Vegan diets may prompt weight loss, but it is not guaranteed. You should still pay attention to the nutritional value of the vegan foods you consume. For example, Oreos and French fries are vegan-friendly, but may not be helpful when it comes to weight loss. You should focus on consuming fruits, vegetables, whole grains, and beans for an increased fiber intake, which can help you lose weight over time.
- FACT: You need to supplement a vegan diet.
Vitamin B12 (critical in cell division and the maintenance of nerve cells) is only found in animal products and not plant foods, which means vegans are susceptible to a deficiency. Vegans should supplement with vitamin B12 pill or fortified cereal. But when it comes to fortified cereal, it is important to read to label to be sure vitamin B12 is covered.
Vegans at risk for falling short on other nutrients (calcium, iron, omega-3 fatty acids) should meet with a registered dietician who can either suggest how to meet your needs with foods or recommend a quality vegan supplement.
X MYTH: Meat alternatives are healthier than meat.
Unfortunately, many meat alternatives contain lots of sodium, which can increase blood pressure. Ideally, we should be consuming no more than 1500mg of sodium per day (as recommended by the American Heart Association). However, some frozen veggie burgers can contain up to 600mg of sodium per burger. Even more concerning, not all meat impersonators are vegan so be sure to read the fine print.

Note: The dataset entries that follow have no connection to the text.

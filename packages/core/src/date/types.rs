//! Structured date values produced by the extended date parser.

use std::fmt;

use chrono::{Datelike, NaiveDate};
use serde::{Serialize, Serializer};

/// How much of a date was actually specified.
#[derive(Debug, Clone, Copy, PartialEq, Eq, PartialOrd, Ord, Hash, Serialize)]
#[serde(rename_all = "lowercase")]
pub enum Precision {
    Day,
    Month,
    Year,
    Decade,
    Century,
}

/// A calendar date known to day, month or year precision.
#[derive(Debug, Clone, Copy, PartialEq, Eq, Hash)]
pub struct PartialDate {
    start: NaiveDate,
    precision: Precision,
    uncertain: bool,
    approximate: bool,
}

impl PartialDate {
    /// A year-precision date.
    #[must_use]
    pub fn year(year: i32) -> Option<Self> {
        NaiveDate::from_ymd_opt(year, 1, 1).map(|start| Self::new(start, Precision::Year))
    }

    /// A month-precision date; `None` for an invalid month.
    #[must_use]
    pub fn year_month(year: i32, month: u32) -> Option<Self> {
        NaiveDate::from_ymd_opt(year, month, 1).map(|start| Self::new(start, Precision::Month))
    }

    /// A day-precision date; `None` for an invalid calendar date.
    #[must_use]
    pub fn ymd(year: i32, month: u32, day: u32) -> Option<Self> {
        NaiveDate::from_ymd_opt(year, month, day).map(|start| Self::new(start, Precision::Day))
    }

    fn new(start: NaiveDate, precision: Precision) -> Self {
        Self {
            start,
            precision,
            uncertain: false,
            approximate: false,
        }
    }

    #[must_use]
    pub fn with_uncertain(mut self, uncertain: bool) -> Self {
        self.uncertain = uncertain;
        self
    }

    #[must_use]
    pub fn with_approximate(mut self, approximate: bool) -> Self {
        self.approximate = approximate;
        self
    }

    #[must_use]
    pub fn precision(&self) -> Precision {
        self.precision
    }

    #[must_use]
    pub fn is_uncertain(&self) -> bool {
        self.uncertain
    }

    #[must_use]
    pub fn is_approximate(&self) -> bool {
        self.approximate
    }

    #[must_use]
    pub fn year_value(&self) -> i32 {
        self.start.year()
    }

    /// Month, when the date is at least month-precise.
    #[must_use]
    pub fn month(&self) -> Option<u32> {
        (self.precision <= Precision::Month).then(|| self.start.month())
    }

    /// Day, when the date is day-precise.
    #[must_use]
    pub fn day(&self) -> Option<u32> {
        (self.precision == Precision::Day).then(|| self.start.day())
    }

    /// First calendar day covered.
    #[must_use]
    pub fn earliest(&self) -> NaiveDate {
        self.start
    }

    /// Last calendar day covered.
    #[must_use]
    pub fn latest(&self) -> NaiveDate {
        let next = match self.precision {
            Precision::Day => return self.start,
            Precision::Month => {
                if self.start.month() == 12 {
                    NaiveDate::from_ymd_opt(self.start.year() + 1, 1, 1)
                } else {
                    NaiveDate::from_ymd_opt(self.start.year(), self.start.month() + 1, 1)
                }
            }
            _ => NaiveDate::from_ymd_opt(self.start.year() + 1, 1, 1),
        };
        next.and_then(|d| d.pred_opt()).unwrap_or(self.start)
    }
}

fn write_year(f: &mut fmt::Formatter<'_>, year: i32) -> fmt::Result {
    if year < 0 {
        write!(f, "-{:04}", -year)
    } else {
        write!(f, "{year:04}")
    }
}

impl fmt::Display for PartialDate {
    fn fmt(&self, f: &mut fmt::Formatter<'_>) -> fmt::Result {
        write_year(f, self.start.year())?;
        if let Some(month) = self.month() {
            write!(f, "-{month:02}")?;
        }
        if let Some(day) = self.day() {
            write!(f, "-{day:02}")?;
        }
        match (self.uncertain, self.approximate) {
            (true, true) => f.write_str("%"),
            (true, false) => f.write_str("?"),
            (false, true) => f.write_str("~"),
            (false, false) => Ok(()),
        }
    }
}

/// One end of an interval.
#[derive(Debug, Clone, Copy, PartialEq, Eq, Hash)]
pub enum Endpoint {
    Date(PartialDate),
    /// The bound exists but is not known.
    Unknown,
    /// The interval is unbounded on this side.
    Open,
}

impl Endpoint {
    #[must_use]
    pub fn as_date(&self) -> Option<&PartialDate> {
        match self {
            Self::Date(date) => Some(date),
            _ => None,
        }
    }
}

impl fmt::Display for Endpoint {
    fn fmt(&self, f: &mut fmt::Formatter<'_>) -> fmt::Result {
        match self {
            Self::Date(date) => date.fmt(f),
            Self::Unknown => Ok(()),
            Self::Open => f.write_str(".."),
        }
    }
}

/// A begin/end date range.
#[derive(Debug, Clone, Copy, PartialEq, Eq, Hash)]
pub struct Interval {
    from: Endpoint,
    to: Endpoint,
}

impl Interval {
    #[must_use]
    pub fn new(from: Endpoint, to: Endpoint) -> Self {
        Self { from, to }
    }

    #[must_use]
    pub fn from(&self) -> &Endpoint {
        &self.from
    }

    #[must_use]
    pub fn to(&self) -> &Endpoint {
        &self.to
    }
}

impl fmt::Display for Interval {
    fn fmt(&self, f: &mut fmt::Formatter<'_>) -> fmt::Result {
        write!(f, "{}/{}", self.from, self.to)
    }
}

/// A normalized date: a single partial date, an unspecified decade or
/// century, or an interval.
#[derive(Debug, Clone, Copy, PartialEq, Eq, Hash)]
pub enum ExtendedDate {
    Date(PartialDate),
    /// Decade by its leading three digits (`199` is the 1990s).
    Decade(i32),
    /// Century by its leading two digits (`19` is 1900-1999).
    Century(i32),
    Interval(Interval),
}

impl ExtendedDate {
    /// Precision of a single value; intervals have none.
    #[must_use]
    pub fn precision(&self) -> Option<Precision> {
        match self {
            Self::Date(date) => Some(date.precision()),
            Self::Decade(_) => Some(Precision::Decade),
            Self::Century(_) => Some(Precision::Century),
            Self::Interval(_) => None,
        }
    }

    #[must_use]
    pub fn as_date(&self) -> Option<&PartialDate> {
        match self {
            Self::Date(date) => Some(date),
            _ => None,
        }
    }

    #[must_use]
    pub fn as_interval(&self) -> Option<&Interval> {
        match self {
            Self::Interval(interval) => Some(interval),
            _ => None,
        }
    }

    /// Earliest calendar day covered, if bounded.
    #[must_use]
    pub fn earliest(&self) -> Option<NaiveDate> {
        self.first_point().map(|date| date.earliest())
    }

    /// Latest calendar day covered, if bounded.
    #[must_use]
    pub fn latest(&self) -> Option<NaiveDate> {
        self.last_point().map(|date| date.latest())
    }

    /// The earliest partial date this value starts at.
    pub(crate) fn first_point(&self) -> Option<PartialDate> {
        match self {
            Self::Date(date) => Some(*date),
            Self::Decade(decade) => PartialDate::year(decade * 10),
            Self::Century(century) => PartialDate::year(century * 100),
            Self::Interval(interval) => interval.from.as_date().copied(),
        }
    }

    /// The latest partial date this value ends at.
    pub(crate) fn last_point(&self) -> Option<PartialDate> {
        match self {
            Self::Date(date) => Some(*date),
            Self::Decade(decade) => PartialDate::year(decade * 10 + 9),
            Self::Century(century) => PartialDate::year(century * 100 + 99),
            Self::Interval(interval) => interval.to.as_date().copied(),
        }
    }

    /// Mark every contained date approximate.
    #[must_use]
    pub fn approximate(self) -> Self {
        let mark = |endpoint: Endpoint| match endpoint {
            Endpoint::Date(date) => Endpoint::Date(date.with_approximate(true)),
            other => other,
        };
        match self {
            Self::Date(date) => Self::Date(date.with_approximate(true)),
            Self::Interval(interval) => {
                Self::Interval(Interval::new(mark(interval.from), mark(interval.to)))
            }
            other => other,
        }
    }
}

impl fmt::Display for ExtendedDate {
    fn fmt(&self, f: &mut fmt::Formatter<'_>) -> fmt::Result {
        match self {
            Self::Date(date) => date.fmt(f),
            Self::Decade(decade) => write!(f, "{decade:03}X"),
            Self::Century(century) => write!(f, "{century:02}XX"),
            Self::Interval(interval) => interval.fmt(f),
        }
    }
}

impl Serialize for ExtendedDate {
    fn serialize<S: Serializer>(&self, serializer: S) -> Result<S::Ok, S::Error> {
        serializer.collect_str(self)
    }
}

Vegan or not, we should be choosing whole foods over hyper-processed ones. Vegans should focus on animal-free whole food staples (beans, nuts, whole grains, fruits & veggies) for a nutritious and balanced diet.

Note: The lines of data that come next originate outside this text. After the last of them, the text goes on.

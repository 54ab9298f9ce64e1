use crate::cpu6502::{CPU, StatusFlag};

impl CPU {
    pub(crate) fn handle_ror(&mut self, opt_value: Option<u8>, opt_address: Option<u16>) -> u8 {
        let value = opt_value.expect("BUG: memory value of ROR should be present");

        // The old carry rotates into bit 7, the old bit 0 becomes the new carry.
        let carry_in = self.get_status_flag(StatusFlag::Carry) as u8;
        let result = (value >> 1) | (carry_in << 7);

        self.set_status_flag(StatusFlag::Carry, (value & 0x01) != 0);
        self.update_zero_and_negative_flags(result);

        match opt_address {
            Some(address) => self.write_u8(address, result),
            None => self.accumulator = result,
        }
        return 0;
    }
}
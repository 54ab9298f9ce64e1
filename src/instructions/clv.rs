use crate::cpu6502::{CPU, StatusFlag};

impl CPU {
    pub(crate) fn handle_clv(&mut self, _opt_value: Option<u8>, _opt_address: Option<u16>) -> u8 {
        // There is no matching SEV instruction; only ADC/SBC and BIT set V.
        self.set_status_flag(StatusFlag::Overflow, false);
        return 0;
    }
}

Aside from the environmental and animal welfare benefits, there are also great health benefits associated with a vegan diet. Studies show that these diets can lower the risk of cancer, most likely due to an increased consumption of antioxidant- and fiber-rich foods (fruits, veggies, whole grains, legumes).
Food can be healing as well, and the foods included in a vegan diet are associated with improved blood pressure, reductions in heart disease, and a lower chance of developing type 2 diabetes.

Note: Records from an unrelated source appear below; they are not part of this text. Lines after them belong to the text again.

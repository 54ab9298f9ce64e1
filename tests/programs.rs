//! End-to-end tests that run small machine-code programs through the public
//! interface and inspect the resulting machine state.

use mos6502::cpu6502::{new_cpu, CpuError, StatusFlag};

#[test]
fn lda_from_zero_page() {
    let mut cpu = new_cpu();
    cpu.load_program(&[0xA5, 0x10, 0x00]); // LDA $10 ; BRK
    cpu.reset();
    cpu.write_u8(0x0010, 0x55);
    cpu.run().unwrap();

    assert_eq!(cpu.accumulator, 0x55);
    assert_eq!(cpu.x_register, 0x00);
    assert!(!cpu.get_status_flag(StatusFlag::Zero));
    assert!(!cpu.get_status_flag(StatusFlag::Negative));
}

#[test]
fn tax_then_inx() {
    let mut cpu = new_cpu();
    // LDA #$C0 ; TAX ; INX ; BRK
    cpu.load_and_run(&[0xA9, 0xC0, 0xAA, 0xE8, 0x00]).unwrap();

    assert_eq!(cpu.accumulator, 0xC0);
    assert_eq!(cpu.x_register, 0xC1);
    assert!(cpu.get_status_flag(StatusFlag::Negative));
    assert!(!cpu.get_status_flag(StatusFlag::Zero));
}

#[test]
fn inx_overflows_to_zero() {
    let mut cpu = new_cpu();
    // LDA #$FF ; TAX ; INX ; BRK
    cpu.load_and_run(&[0xA9, 0xFF, 0xAA, 0xE8, 0x00]).unwrap();

    assert_eq!(cpu.x_register, 0x00);
    assert!(cpu.get_status_flag(StatusFlag::Zero));
    assert!(!cpu.get_status_flag(StatusFlag::Negative));
}

#[test]
fn adc_with_carry_in() {
    let mut cpu = new_cpu();
    // SEC ; LDA #$01 ; ADC #$01 ; BRK
    cpu.load_and_run(&[0x38, 0xA9, 0x01, 0x69, 0x01, 0x00]).unwrap();

    assert_eq!(cpu.accumulator, 0x03, "the pending carry joins the sum");
    assert!(!cpu.get_status_flag(StatusFlag::Carry));
    assert!(!cpu.get_status_flag(StatusFlag::Overflow));
    assert!(!cpu.get_status_flag(StatusFlag::Zero));
}

#[test]
fn adc_signed_overflow() {
    let mut cpu = new_cpu();
    // CLC ; LDA #$7F ; ADC #$01 ; BRK
    cpu.load_and_run(&[0x18, 0xA9, 0x7F, 0x69, 0x01, 0x00]).unwrap();

    assert_eq!(cpu.accumulator, 0x80);
    assert!(cpu.get_status_flag(StatusFlag::Overflow), "+127 + 1 overflows signed range");
    assert!(cpu.get_status_flag(StatusFlag::Negative));
    assert!(!cpu.get_status_flag(StatusFlag::Carry));
}

#[test]
fn sbc_subtracts_with_borrow_semantics() {
    let mut cpu = new_cpu();
    // SEC ; LDA #$10 ; SBC #$03 ; BRK
    cpu.load_and_run(&[0x38, 0xA9, 0x10, 0xE9, 0x03, 0x00]).unwrap();

    assert_eq!(cpu.accumulator, 0x0D);
    assert!(cpu.get_status_flag(StatusFlag::Carry), "no borrow was needed");
}

#[test]
fn jsr_rts_round_trip() {
    let mut cpu = new_cpu();
    // 0x8000: JSR $8006 ; 0x8003: BRK ; 0x8004-5: NOP ; 0x8006: RTS
    cpu.load_and_run(&[0x20, 0x06, 0x80, 0x00, 0xEA, 0xEA, 0x60]).unwrap();

    assert_eq!(cpu.stack_pointer, 0xFD, "the stack pointer returns to its pre-call value");
    // Execution resumed just after the JSR and halted on the BRK at 0x8003.
    assert_eq!(cpu.program_counter, 0x8004);
}

#[test]
fn store_writes_memory_without_touching_flags() {
    let mut cpu = new_cpu();
    // LDA #$5A ; STA $0042 ; BRK
    cpu.load_and_run(&[0xA9, 0x5A, 0x8D, 0x42, 0x00, 0x00]).unwrap();

    assert_eq!(cpu.read_u8(0x0042), 0x5A);
    assert_eq!(cpu.accumulator, 0x5A);
    // Flags are exactly what the preceding load left behind.
    assert_eq!(cpu.status_register, 0b0000_0100);
}

#[test]
fn pha_pla_is_identity_on_accumulator() {
    let mut cpu = new_cpu();
    // LDA #$42 ; PHA ; LDA #$00 ; PLA ; BRK
    cpu.load_and_run(&[0xA9, 0x42, 0x48, 0xA9, 0x00, 0x68, 0x00]).unwrap();

    assert_eq!(cpu.accumulator, 0x42);
    assert_eq!(cpu.stack_pointer, 0xFD, "push and pull balance out");
}

#[test]
fn php_plp_round_trips_the_flags() {
    let mut cpu = new_cpu();
    // SEC ; PHP ; CLC ; PLP ; BRK
    cpu.load_and_run(&[0x38, 0x08, 0x18, 0x28, 0x00]).unwrap();

    // Carry came back from the stack; the stacked B bit was dropped and U forced high.
    // Post-reset N and I are still set: N,U,I,C = 0b1010_0101.
    assert!(cpu.get_status_flag(StatusFlag::Carry));
    assert_eq!(cpu.status_register, 0b1010_0101);
}

#[test]
fn flag_set_clear_pairs() {
    let mut cpu = new_cpu();
    // SEC ; CLC ; BRK
    cpu.load_and_run(&[0x38, 0x18, 0x00]).unwrap();
    assert!(!cpu.get_status_flag(StatusFlag::Carry));

    // SEC ; BRK
    cpu.load_and_run(&[0x38, 0x00]).unwrap();
    assert!(cpu.get_status_flag(StatusFlag::Carry));

    // SED ; CLD ; BRK
    cpu.load_and_run(&[0xF8, 0xD8, 0x00]).unwrap();
    assert!(!cpu.get_status_flag(StatusFlag::DecimalMode));

    // CLI ; BRK (reset leaves Interrupt Disable set)
    cpu.load_and_run(&[0x58, 0x00]).unwrap();
    assert!(!cpu.get_status_flag(StatusFlag::InterruptDisable));
}

#[test]
fn bit_reflects_operand_bits() {
    let mut cpu = new_cpu();
    cpu.load_program(&[0x24, 0x10, 0x00]); // BIT $10 ; BRK
    cpu.reset();
    cpu.write_u8(0x0010, 0b1100_0000);
    cpu.accumulator = 0x3F; // no overlap with the operand -> Z set
    cpu.run().unwrap();

    assert!(cpu.get_status_flag(StatusFlag::Zero));
    assert!(cpu.get_status_flag(StatusFlag::Negative));
    assert!(cpu.get_status_flag(StatusFlag::Overflow));
    assert_eq!(cpu.accumulator, 0x3F, "BIT does not modify the accumulator");
}

#[test]
fn branch_loop_counts_down() {
    let mut cpu = new_cpu();
    // LDX #$05 ; loop: DEX ; BNE loop ; BRK
    cpu.load_and_run(&[0xA2, 0x05, 0xCA, 0xD0, 0xFD, 0x00]).unwrap();

    assert_eq!(cpu.x_register, 0x00);
    assert!(cpu.get_status_flag(StatusFlag::Zero));
}

#[test]
fn indirect_y_operand_crosses_pages() {
    let mut cpu = new_cpu();
    // LDY #$01 ; LDA ($80),Y ; BRK
    cpu.load_program(&[0xA0, 0x01, 0xB1, 0x80, 0x00]);
    cpu.reset();
    // Pointer at $80/$81 is $00FF; adding Y crosses into $0100.
    cpu.write_u8(0x0080, 0xFF);
    cpu.write_u8(0x0081, 0x00);
    cpu.write_u8(0x0100, 0x77);
    cpu.run().unwrap();

    assert_eq!(cpu.accumulator, 0x77);
}

#[test]
fn indirect_x_pointer_wraps_within_zero_page() {
    let mut cpu = new_cpu();
    // LDX #$FF ; LDA ($00,X) ; BRK
    cpu.load_program(&[0xA2, 0xFF, 0xA1, 0x00, 0x00]);
    cpu.reset();
    // The pointer lands on $FF; its high byte wraps around to $00.
    cpu.write_u8(0x00FF, 0x34);
    cpu.write_u8(0x0000, 0x12);
    cpu.write_u8(0x1234, 0x99);
    cpu.run().unwrap();

    assert_eq!(cpu.accumulator, 0x99);
}

#[test]
fn jmp_indirect_reproduces_page_boundary_bug() {
    let mut cpu = new_cpu();
    // JMP ($30FF) ; the pointer high byte comes from $3000, not $3100.
    cpu.load_program(&[0x6C, 0xFF, 0x30]);
    cpu.reset();
    cpu.write_u8(0x30FF, 0x80);
    cpu.write_u8(0x3000, 0x40);
    cpu.write_u8(0x3100, 0x50); // the "sane" high byte that must NOT be used
    // Memory at the buggy target 0x4080 is zeroed, so the CPU halts on BRK there.
    cpu.run().unwrap();

    assert_eq!(cpu.program_counter, 0x4081, "execution continued at 0x4080, not 0x5080");
}

#[test]
fn illegal_opcode_aborts_the_run() {
    let mut cpu = new_cpu();
    assert_eq!(
        cpu.load_and_run(&[0xA9, 0x01, 0x02]), // LDA #$01 ; illegal 0x02
        Err(CpuError::UnsupportedOpcode { opcode: 0x02, address: 0x8002 })
    );
    assert_eq!(cpu.accumulator, 0x01, "state up to the fault is observable");
}

#[test]
fn host_can_single_step_between_instructions() {
    let mut cpu = new_cpu();
    // LDA $10 ; STA $11 ; BRK
    cpu.load_program(&[0xA5, 0x10, 0x85, 0x11, 0x00]);
    cpu.reset();
    cpu.write_u8(0x0010, 0x07);

    assert_eq!(cpu.step(), Ok(true));
    assert_eq!(cpu.accumulator, 0x07);

    // Memory-mapped-style input: the host pokes memory between instructions.
    cpu.write_u8(0x0010, 0xFF);

    assert_eq!(cpu.step(), Ok(true));
    assert_eq!(cpu.read_u8(0x0011), 0x07, "the store used the value loaded before the poke");
    assert_eq!(cpu.step(), Ok(false));
}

Not ready to jump in? You can benefit from a more flexible approach. Make it a point to consume less meat and more plant-based foods by adjusting your diet. For example, you can designate a day or two during the week in which you consume vegan friendly meals and snacks.
Did you know our vegetarian sandwiches can be made vegan? Simply let our staff know and we will gladly prepare a vegan friendly meal for you! Visit us weekdays from 7:00am-4:00pm and Saturdays 8:00am-4:30pm.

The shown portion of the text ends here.